Atualmente, o acervo contempla 150 000 itens de cerca de 5 000 títulos — inclusive VEJA. O plano é torná-lo mais acessível

Por Alessandro Giannini Materia seguir SEGUIR Materia seguir SEGUINDO Atualizado em 4 jun 2024, 13h52 - Publicado em 7 Maio 2021, 06h00

Aos 50 anos, James Hyman é de uma geração que viveu o melhor de dois mundos. Na década de 90, o jornalista britânico presenciou o ápice do mercado de publicações impressas, quando havia uma vastidão de títulos nas bancas, e também a ascensão da internet, que estava apenas começando a se popularizar. Zeloso de seu trabalho como assessor de imprensa da MTV Europa, Hyman orgulhava-se de transmitir informações de qualidade nos comunicados que redigia. Mais tarde, como roteirista dos programas da emissora, tinha o cuidado de elaborar perguntas mais interessantes do que “qual é seu prato de comida preferido?” para que os apresentadores fizessem aos convidados, gente como os cantores David Bowie ou Bono Vox. As revistas de cultura pop, suas preferidas desde sempre, eram uma espécie de porto seguro, um lugar para buscar notícias abrangentes e confiáveis. Era tão cuidadoso com elas que comprava duas de cada vez — uma para manusear, outra para guardar. Em mais de trinta anos, a coleção cresceu tanto que hoje está distribuída por cerca de 1 000 metros lineares de estantes em uma antiga fábrica de canhões do século XVIII em Woolwich, na periferia de Londres.

O que era apenas ferramenta de trabalho tornou-se uma paixão. Primeiro, Hyman entupiu a casa de revistas, a ponto de a companheira, não sem espanto, se dar conta de que estava dormindo sobre pilhas de Playboy. Após um ultimato tácito da mulher grávida, ele espalhou o acervo por vários depósitos, até concentrá-lo em um lugar só. Em 2012, o então Hyman Archive — depois rebatizado de Hymag simplesmente — foi certificado pelo Guinness Book of World Records como a maior coleção de revistas do mundo, com 50 953 exemplares, de 2 312 títulos.

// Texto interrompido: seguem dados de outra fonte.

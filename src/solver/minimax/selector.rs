//! Minimax-based guess selection
//!
//! Selects the guess that minimizes the worst-case remaining candidates.

use super::calculator::calculate_max_remaining;
use crate::core::Code;
use crate::solver::CandidateSet;
use rayon::prelude::*;

/// Select best guess by minimizing worst-case remaining candidates
///
/// Ties prefer a guess that is still a candidate, then the lowest code.
/// Returns the chosen code and its worst case, or `None` if the guess pool is empty.
///
/// # Examples
/// ```
/// use mastermind::core::Code;
/// use mastermind::solver::CandidateSet;
/// use mastermind::solver::minimax::select_best_guess;
///
/// let pool: Vec<Code> = Code::all().collect();
/// let candidates = CandidateSet::full();
///
/// let (_, worst_case) = select_best_guess(&pool, &candidates).unwrap();
/// assert_eq!(worst_case, 256);
/// ```
#[must_use]
pub fn select_best_guess(guess_pool: &[Code], candidates: &CandidateSet) -> Option<(Code, usize)> {
    guess_pool
        .par_iter()
        .map(|&guess| {
            let max_remaining = calculate_max_remaining(&guess, candidates.as_slice());
            (guess, max_remaining)
        })
        .min_by_key(|&(guess, max)| (max, !candidates.contains(&guess), guess))
}

#[cfg(test)]
mod tests {
    use super::*;
    use crate::core::Score;

    #[test]
    fn selects_lowest_max_remaining() {
        let pool = vec![Code::parse("1111").unwrap(), Code::parse("1234").unwrap()];

        let secret = Code::parse("1234").unwrap();
        let probe = Code::parse("5566").unwrap();
        let mut candidates = CandidateSet::full();
        candidates.retain_consistent(&probe, Score::calculate(&secret, &probe));

        let (best, _) = select_best_guess(&pool, &candidates).unwrap();
        assert_eq!(best.to_string(), "1234");
    }

    #[test]
    fn opening_worst_case_matches_knuth() {
        let pool: Vec<Code> = Code::all().collect();
        let (best, max_remaining) = select_best_guess(&pool, &CandidateSet::full()).unwrap();

        assert_eq!(max_remaining, 256);
        // 1122 is the lowest code reaching the optimum
        assert_eq!(best.to_string(), "1122");
    }

    #[test]
    fn prefers_candidates_on_ties() {
        let guess = Code::parse("1234").unwrap();
        let mut candidates = CandidateSet::full();
        candidates.retain_consistent(&guess, Score::calculate(&Code::parse("1243").unwrap(), &guess));

        let pool: Vec<Code> = Code::all().collect();
        let (best, max_remaining) = select_best_guess(&pool, &candidates).unwrap();

        let best_among = |keep_candidates: bool| {
            pool.iter()
                .filter(|c| candidates.contains(c) == keep_candidates)
                .map(|c| calculate_max_remaining(c, candidates.as_slice()))
                .min()
                .unwrap()
        };

        if candidates.contains(&best) {
            assert!(max_remaining <= best_among(false));
        } else {
            // A non-candidate only wins by being strictly better
            assert!(max_remaining < best_among(true));
        }
    }

    #[test]
    fn empty_pool_returns_none() {
        assert!(select_best_guess(&[], &CandidateSet::full()).is_none());
    }
}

Desde então, a história se espalhou pelo mundo e o acervo cresceu graças a generosas doações. Uma delas, do celebrado crítico de moda Colin McDowell, que cedeu 2 600 edições raras de publicações britânicas, francesas, italianas e de outras nacionalidades. A famosa arquivista alemã Edda Tasiemka, que morreu em 2019, deixou aos cuidados do jornalista sua impressionante coleção de recortes, separados metodicamente em pastas por assuntos que vão desde o rolling stone Mick Jagger até o Estado Islâmico. Atualmente, a coleção de Hyman contempla 150 000 itens de cerca de 5 000 títulos — inclusive VEJA, a maior e a mais relevante publicação brasileira.

Arte Revistas

O foco de interesse de Hyman sempre foi a cultura pop, mas sua coleção não tem restrições de tema, época ou nacionalidade. Há relíquias como os primeiros exemplares da revista Tatler, de 1901, publicada até hoje pela Condé Nast, com foco em moda e estilo de vida, além da cobertura da alta sociedade e da política britânicas. Pode-se encontrar também curiosidades como o FBI Law Enforcement Bulletin, um periódico da famosa polícia federal americana destinado a agentes da corporação. Sem falar em bizarrices como fanzines — publicações caseiras feitas por fãs — sobre erotismo, comunidades alternativas e até alienígenas. A barreira da língua nunca foi um problema, tanto é assim que as estantes guardam exemplares de idiomas que ele jamais sonhou em dominar, como o português.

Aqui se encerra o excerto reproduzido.